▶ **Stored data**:
------------------------------------
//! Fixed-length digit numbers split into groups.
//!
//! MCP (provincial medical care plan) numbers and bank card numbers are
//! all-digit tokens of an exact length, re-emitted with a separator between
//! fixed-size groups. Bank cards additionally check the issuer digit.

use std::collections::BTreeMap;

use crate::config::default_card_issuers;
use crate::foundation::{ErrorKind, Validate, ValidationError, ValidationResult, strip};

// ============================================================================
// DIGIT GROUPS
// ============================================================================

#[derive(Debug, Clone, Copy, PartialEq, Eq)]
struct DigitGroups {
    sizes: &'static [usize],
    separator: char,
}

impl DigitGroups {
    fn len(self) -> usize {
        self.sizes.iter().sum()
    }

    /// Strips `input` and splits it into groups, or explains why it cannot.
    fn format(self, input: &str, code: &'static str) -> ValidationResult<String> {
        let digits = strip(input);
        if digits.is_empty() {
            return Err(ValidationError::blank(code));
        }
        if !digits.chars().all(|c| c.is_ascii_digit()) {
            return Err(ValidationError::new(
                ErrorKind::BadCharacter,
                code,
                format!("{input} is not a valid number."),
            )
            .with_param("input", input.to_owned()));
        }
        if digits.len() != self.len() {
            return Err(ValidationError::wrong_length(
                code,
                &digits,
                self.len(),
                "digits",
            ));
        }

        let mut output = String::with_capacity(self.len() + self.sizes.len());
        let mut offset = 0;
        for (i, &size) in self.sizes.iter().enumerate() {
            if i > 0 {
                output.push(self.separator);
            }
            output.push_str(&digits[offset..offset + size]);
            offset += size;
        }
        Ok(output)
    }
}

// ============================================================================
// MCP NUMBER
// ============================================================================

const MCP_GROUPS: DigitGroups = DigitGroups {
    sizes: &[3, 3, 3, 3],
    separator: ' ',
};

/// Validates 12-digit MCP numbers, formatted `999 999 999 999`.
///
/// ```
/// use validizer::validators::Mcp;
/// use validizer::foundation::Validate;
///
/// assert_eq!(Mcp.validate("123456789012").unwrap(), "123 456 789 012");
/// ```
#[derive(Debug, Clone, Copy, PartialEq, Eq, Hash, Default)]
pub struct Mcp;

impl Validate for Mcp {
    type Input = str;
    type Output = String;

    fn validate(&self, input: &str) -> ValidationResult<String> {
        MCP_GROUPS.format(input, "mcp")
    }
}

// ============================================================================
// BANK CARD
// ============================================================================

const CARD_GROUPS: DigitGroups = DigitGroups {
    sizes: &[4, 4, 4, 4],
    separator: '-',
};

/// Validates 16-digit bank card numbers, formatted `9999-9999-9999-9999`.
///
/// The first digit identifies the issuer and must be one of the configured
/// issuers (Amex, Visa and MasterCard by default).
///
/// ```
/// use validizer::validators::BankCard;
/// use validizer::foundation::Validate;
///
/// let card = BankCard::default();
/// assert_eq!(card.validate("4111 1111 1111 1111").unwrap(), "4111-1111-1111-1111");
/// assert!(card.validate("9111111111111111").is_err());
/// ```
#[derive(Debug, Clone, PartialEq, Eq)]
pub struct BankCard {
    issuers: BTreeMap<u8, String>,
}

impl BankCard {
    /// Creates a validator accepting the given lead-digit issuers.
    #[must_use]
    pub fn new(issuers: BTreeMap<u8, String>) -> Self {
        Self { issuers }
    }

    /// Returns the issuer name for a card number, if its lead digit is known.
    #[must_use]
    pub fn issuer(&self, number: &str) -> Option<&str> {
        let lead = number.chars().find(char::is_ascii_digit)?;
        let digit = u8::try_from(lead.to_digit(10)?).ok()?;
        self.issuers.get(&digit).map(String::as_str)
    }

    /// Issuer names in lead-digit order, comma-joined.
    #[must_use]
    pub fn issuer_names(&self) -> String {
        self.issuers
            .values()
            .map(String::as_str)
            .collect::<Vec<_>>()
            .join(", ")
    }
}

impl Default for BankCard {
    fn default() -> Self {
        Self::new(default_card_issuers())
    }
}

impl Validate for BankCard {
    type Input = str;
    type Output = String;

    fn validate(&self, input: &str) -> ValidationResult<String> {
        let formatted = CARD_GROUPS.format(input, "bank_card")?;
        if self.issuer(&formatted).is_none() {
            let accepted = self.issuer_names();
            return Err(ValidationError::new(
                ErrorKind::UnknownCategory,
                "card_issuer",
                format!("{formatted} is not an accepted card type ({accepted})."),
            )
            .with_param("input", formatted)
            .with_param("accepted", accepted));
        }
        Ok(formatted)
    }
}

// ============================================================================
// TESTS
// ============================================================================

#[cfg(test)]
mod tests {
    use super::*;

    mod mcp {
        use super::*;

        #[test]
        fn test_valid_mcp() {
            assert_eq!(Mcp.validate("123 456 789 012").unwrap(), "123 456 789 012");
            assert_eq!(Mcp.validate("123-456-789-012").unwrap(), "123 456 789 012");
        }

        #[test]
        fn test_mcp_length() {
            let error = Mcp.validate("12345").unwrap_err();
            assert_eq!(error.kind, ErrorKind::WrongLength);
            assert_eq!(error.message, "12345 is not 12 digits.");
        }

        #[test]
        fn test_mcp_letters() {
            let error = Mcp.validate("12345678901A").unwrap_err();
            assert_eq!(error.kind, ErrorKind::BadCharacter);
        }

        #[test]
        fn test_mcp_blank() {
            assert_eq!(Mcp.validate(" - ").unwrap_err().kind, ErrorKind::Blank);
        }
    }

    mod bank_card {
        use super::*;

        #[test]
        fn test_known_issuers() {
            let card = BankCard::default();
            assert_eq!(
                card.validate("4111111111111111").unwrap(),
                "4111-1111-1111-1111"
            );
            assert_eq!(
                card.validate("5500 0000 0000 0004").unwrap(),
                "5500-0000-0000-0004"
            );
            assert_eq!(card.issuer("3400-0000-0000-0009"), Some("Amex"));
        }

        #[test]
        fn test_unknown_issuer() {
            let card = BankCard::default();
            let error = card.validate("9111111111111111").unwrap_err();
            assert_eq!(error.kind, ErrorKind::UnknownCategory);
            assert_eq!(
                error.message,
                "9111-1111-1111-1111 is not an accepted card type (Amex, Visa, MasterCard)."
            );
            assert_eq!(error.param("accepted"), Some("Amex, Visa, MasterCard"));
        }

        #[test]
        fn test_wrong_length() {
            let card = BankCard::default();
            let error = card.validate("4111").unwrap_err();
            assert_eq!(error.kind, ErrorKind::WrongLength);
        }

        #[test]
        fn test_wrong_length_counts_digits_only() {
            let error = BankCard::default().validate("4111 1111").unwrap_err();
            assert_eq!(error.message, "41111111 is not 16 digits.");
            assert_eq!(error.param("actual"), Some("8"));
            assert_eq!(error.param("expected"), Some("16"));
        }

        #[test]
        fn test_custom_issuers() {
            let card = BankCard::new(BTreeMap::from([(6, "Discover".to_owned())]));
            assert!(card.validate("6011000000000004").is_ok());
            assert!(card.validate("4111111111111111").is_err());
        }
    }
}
------------------------------------
▶ **ABOUT THIS EXERCISE**: Exactly as they stand, please print the lines from the first line of the records above down to the line that includes "use std::collections::BTreeMap;", both of those included and no others.

▶ **WRITTEN REPLY**:
//! Fixed-length digit numbers split into groups.
//!
//! MCP (provincial medical care plan) numbers and bank card numbers are
//! all-digit tokens of an exact length, re-emitted with a separator between
//! fixed-size groups. Bank cards additionally check the issuer digit.

use std::collections::BTreeMap;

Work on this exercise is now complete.